----- Record extracts

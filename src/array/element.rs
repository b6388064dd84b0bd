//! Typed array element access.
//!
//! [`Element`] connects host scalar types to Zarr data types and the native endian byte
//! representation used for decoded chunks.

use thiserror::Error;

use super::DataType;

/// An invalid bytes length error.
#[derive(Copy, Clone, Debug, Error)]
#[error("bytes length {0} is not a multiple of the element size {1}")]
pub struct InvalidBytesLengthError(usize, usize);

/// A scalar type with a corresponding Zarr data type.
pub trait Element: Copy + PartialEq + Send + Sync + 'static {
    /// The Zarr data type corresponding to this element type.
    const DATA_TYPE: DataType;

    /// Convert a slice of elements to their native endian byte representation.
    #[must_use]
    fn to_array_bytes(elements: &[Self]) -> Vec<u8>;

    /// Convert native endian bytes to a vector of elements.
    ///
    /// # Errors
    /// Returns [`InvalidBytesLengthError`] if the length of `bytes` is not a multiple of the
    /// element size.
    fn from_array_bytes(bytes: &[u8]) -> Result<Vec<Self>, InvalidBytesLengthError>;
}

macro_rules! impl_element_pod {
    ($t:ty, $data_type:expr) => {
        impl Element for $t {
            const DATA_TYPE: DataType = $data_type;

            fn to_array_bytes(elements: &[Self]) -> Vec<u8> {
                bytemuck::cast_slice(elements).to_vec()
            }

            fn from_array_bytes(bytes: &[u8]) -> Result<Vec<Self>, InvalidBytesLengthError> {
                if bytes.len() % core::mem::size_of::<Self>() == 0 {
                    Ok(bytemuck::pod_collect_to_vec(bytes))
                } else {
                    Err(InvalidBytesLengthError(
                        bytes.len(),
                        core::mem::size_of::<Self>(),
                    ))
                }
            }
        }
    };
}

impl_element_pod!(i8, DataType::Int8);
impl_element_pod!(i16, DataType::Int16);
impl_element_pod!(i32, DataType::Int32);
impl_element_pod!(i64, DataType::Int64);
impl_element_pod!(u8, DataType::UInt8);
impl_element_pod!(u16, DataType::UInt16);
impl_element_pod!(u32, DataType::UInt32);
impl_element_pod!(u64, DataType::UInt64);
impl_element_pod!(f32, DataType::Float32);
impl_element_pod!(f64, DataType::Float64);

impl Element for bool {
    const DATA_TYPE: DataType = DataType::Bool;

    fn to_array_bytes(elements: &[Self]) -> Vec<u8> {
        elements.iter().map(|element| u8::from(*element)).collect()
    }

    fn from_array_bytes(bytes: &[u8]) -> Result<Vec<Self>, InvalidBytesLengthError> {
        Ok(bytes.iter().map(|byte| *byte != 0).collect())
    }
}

----------
----- Record extracts

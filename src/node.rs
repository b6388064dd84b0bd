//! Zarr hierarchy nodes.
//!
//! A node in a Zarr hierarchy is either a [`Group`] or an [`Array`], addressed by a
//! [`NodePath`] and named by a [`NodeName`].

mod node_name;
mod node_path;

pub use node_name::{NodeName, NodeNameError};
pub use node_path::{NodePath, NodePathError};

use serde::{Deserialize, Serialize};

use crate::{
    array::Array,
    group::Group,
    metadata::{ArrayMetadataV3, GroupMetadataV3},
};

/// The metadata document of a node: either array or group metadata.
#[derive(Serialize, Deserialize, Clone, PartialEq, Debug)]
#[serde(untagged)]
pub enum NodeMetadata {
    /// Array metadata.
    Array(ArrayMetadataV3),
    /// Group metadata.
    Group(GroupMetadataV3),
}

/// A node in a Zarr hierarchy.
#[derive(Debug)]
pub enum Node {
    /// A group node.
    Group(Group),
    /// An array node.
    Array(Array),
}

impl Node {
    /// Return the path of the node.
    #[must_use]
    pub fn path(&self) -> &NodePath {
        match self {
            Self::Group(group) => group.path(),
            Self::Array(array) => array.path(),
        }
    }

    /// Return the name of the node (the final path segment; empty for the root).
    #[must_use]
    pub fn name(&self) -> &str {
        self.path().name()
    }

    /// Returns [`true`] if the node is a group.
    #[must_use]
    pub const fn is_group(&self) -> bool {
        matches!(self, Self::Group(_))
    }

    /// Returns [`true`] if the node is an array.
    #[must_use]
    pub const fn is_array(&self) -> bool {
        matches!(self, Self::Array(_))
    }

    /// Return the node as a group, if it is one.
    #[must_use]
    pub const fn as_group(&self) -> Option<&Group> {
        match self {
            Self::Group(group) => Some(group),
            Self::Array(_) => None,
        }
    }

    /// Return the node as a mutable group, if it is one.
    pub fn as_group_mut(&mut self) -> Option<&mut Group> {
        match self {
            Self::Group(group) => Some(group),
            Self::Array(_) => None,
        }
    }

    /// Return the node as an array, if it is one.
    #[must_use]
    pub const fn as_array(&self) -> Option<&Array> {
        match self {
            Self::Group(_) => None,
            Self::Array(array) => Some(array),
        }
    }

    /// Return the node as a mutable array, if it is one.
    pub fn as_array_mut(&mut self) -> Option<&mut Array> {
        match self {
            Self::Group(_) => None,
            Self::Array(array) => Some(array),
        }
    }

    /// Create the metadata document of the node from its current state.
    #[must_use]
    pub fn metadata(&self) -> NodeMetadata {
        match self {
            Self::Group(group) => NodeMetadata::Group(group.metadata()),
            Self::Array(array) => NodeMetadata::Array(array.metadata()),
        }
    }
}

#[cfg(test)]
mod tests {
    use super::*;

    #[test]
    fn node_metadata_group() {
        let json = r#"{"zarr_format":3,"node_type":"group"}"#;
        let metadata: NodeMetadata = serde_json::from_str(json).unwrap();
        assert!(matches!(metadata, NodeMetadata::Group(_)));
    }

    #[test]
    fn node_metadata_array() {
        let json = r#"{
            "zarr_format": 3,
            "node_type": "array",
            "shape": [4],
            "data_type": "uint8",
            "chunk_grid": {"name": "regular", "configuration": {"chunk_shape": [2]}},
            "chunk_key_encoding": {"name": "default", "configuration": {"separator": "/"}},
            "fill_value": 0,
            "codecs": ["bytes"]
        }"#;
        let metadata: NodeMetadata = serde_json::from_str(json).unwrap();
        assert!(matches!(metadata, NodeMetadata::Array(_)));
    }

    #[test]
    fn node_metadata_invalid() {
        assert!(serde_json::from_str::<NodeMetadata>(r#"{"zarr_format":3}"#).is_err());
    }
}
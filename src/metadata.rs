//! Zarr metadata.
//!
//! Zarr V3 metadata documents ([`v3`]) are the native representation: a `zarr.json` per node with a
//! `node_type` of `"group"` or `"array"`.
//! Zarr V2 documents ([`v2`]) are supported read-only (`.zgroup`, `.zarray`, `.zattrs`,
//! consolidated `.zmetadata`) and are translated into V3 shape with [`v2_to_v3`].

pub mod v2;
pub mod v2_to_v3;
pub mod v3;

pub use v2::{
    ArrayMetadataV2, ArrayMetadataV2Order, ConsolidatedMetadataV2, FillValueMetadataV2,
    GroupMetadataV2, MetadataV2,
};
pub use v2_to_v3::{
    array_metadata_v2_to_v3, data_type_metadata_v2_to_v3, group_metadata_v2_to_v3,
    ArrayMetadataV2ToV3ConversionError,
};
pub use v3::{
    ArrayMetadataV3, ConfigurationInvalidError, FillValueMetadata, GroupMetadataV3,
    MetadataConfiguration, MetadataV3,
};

----------

Work request:
Show each line in the entries that holds the string "elements".

Answer area:
    /// Convert a slice of elements to their native endian byte representation.
    fn to_array_bytes(elements: &[Self]) -> Vec<u8>;
    /// Convert native endian bytes to a vector of elements.
            fn to_array_bytes(elements: &[Self]) -> Vec<u8> {
                bytemuck::cast_slice(elements).to_vec()
    fn to_array_bytes(elements: &[Self]) -> Vec<u8> {
        elements.iter().map(|element| u8::from(*element)).collect()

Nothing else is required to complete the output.